Но даже по сравнению со смертью хроменького гусака Теги, к которому так привязалась, приникла душа Анастасии Ивановны, или тяжело пережитой ею гибелью кота Мишки, скрашивающего своей хитрой повадкой долгие зимние вечера, кровь литературных героев, которых мы даже не в силах полюбить, похожа на клюквенный сок. (В американском кино есть понятие «томатная смерть» — жуткие лужи крови из томатной пасты…)

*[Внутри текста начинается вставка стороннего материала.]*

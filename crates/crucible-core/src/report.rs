//! The final session report (FSIR).
//!
//! Created once at teardown from the evaluation list and the audit log
//! export, then never mutated. All scores are on the canonical 0-10 scale;
//! only a renderer may derive a percentage for display, and it must do so at
//! exactly one place.

use serde::{Deserialize, Serialize};
use strum_macros::{Display, EnumString};

/// The closed set of decision labels.
#[derive(
    Debug, Clone, Copy, PartialEq, Eq, Serialize, Deserialize, Display, EnumString,
)]
#[serde(rename_all = "SCREAMING_SNAKE_CASE")]
#[strum(serialize_all = "SCREAMING_SNAKE_CASE")]
pub enum Decision {
    /// Advance to a human interview.
    Advance,
    /// Do not advance.
    Reject,
}

impl Decision {
    /// Maps an overall score (0-10 scale) to a decision using the given
    /// cutoff. The cutoff is inclusive on the Advance side.
    pub fn from_score(score: f64, cutoff: f64) -> Self {
        if score >= cutoff {
            Decision::Advance
        } else {
            Decision::Reject
        }
    }
}

/// One category row of the report breakdown.
#[derive(Debug, Clone, PartialEq, Serialize, Deserialize)]
pub struct CategoryScore {
    /// Rubric category.
    pub category: String,
    /// Mean score for the category (0-10 scale).
    pub score: f64,
    /// Concatenated reasoning highlights.
    pub reasoning: String,
    /// How many evaluations contributed.
    pub entries: usize,
}

/// One derived timeline row.
#[derive(Debug, Clone, PartialEq, Serialize, Deserialize)]
pub struct TimelineEntry {
    /// Relative time since session start, floored to whole seconds,
    /// formatted as `"{n}s"`.
    pub time: String,
    /// Originating actor.
    pub actor: String,
    /// Audit event kind.
    pub kind: String,
    /// Event details.
    pub details: String,
}

/// The aggregate report for one session.
#[derive(Debug, Clone, Serialize, Deserialize)]
pub struct CompositeReport {
    /// Session identifier the artifacts are named by.
    pub session_id: String,
    /// Candidate identifier.
    pub candidate_id: String,
    /// Mean of all successfully parsed evaluation scores (0-10 scale);
    /// 0.0 when nothing parsed.
    pub overall_score: f64,
    /// Decision derived from the overall score.
    pub decision: Decision,
    /// Summary sentence(s). Says "No data collected." when no evaluation
    /// parsed.
    pub summary: String,
    /// Per-category breakdown.
    pub categories: Vec<CategoryScore>,
    /// Timeline derived from the audit log, in insertion order.
    pub timeline: Vec<TimelineEntry>,
    /// Integrity observations (mole baits and similar).
    pub integrity_signals: Vec<String>,
    /// Turns for which an evaluation entry exists (parsed or not).
    pub evaluated_turns: usize,
    /// Evaluation entries excluded from the mean because they failed to
    /// parse.
    pub parse_failures: usize,
    /// RFC 3339 creation timestamp.
    pub generated_at: String,
}

#[cfg(test)]
mod tests {
    use super::*;

    #[test]
    fn test_decision_cutoff_is_inclusive() {
        assert_eq!(Decision::from_score(7.0, 7.0), Decision::Advance);
        assert_eq!(Decision::from_score(6.99, 7.0), Decision::Reject);
        assert_eq!(Decision::from_score(9.5, 7.0), Decision::Advance);
    }

    #[test]
    fn test_decision_serializes_screaming() {
        assert_eq!(
            serde_json::to_string(&Decision::Advance).unwrap(),
            "\"ADVANCE\""
        );
        assert_eq!(Decision::Reject.to_string(), "REJECT");
    }
}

Повторяю, житие — литературный жанр, обладающий колоссальными возможностями нравственного воздействия на читателя. Во-первых, в житии дается необходимый сегодня пример праведно проживаемой жизни, верного пути. Во-вторых, пример стойкого сопротивления трудным обстоятельствам, победы над ними, но победы сильного духом, а не «телом» (понятие «тела» включает и все материальные возможности телесного, то есть жизненного комфорта, обеспеченности и прочее). В-третьих, житие утоляет тоску по «становящемуся» человеку: вот он перед нами со всеми своими «слишком человеческими» страхами и муками, прегрешениями и раскаянием, заблуждениями и просветлением… Изображенная безыскусными литературными средствами, которые и средствами-то назвать трудно, жизнь в «Сибирских рассказах» на самом деле являет собою подвиг, ибо чему, как не подвигу лишь, можно уподобить и утепление на зиму домика навозом, и разведение сада, и обучение детей грамоте, и при всей бедности милосердие и любовь к животным — в той ситуации, когда у других и на людей бы ее не хватило. И радость надежды: «Удивительна сущность жизни — в тяжкие годы, в трудных условиях никогда она не лишала людей якоря надежды». При этом перед нами жизнь подлинная, где физический труд не только не отделен от умственного, но и обладает — в сознании автора — рядом существенных преимуществ. «Как рассказать жизнь? Дни с семьей — там, где моим непосильным, но веселым трудом, на болоте стал домик… Огород подымается!» Рассказы А. Цветаевой, как и любое, в принципе, житие, написаны с чувством временной перспективы — не столько для того, чтобы создать историю своих испытаний, но чтобы заставить других задуматься о себе. О нас самих, о нашей жестокости (или тяге к добру) заставляют задуматься и «клейма» маленьких страдальцев, наших меньших братьев, столь существенные для повествования: гусенка Теги, кота Мишки, собаки Домки. Помните, как у протопопа Аввакума: «И нынеча мне жаль курочки той, как на разум придет».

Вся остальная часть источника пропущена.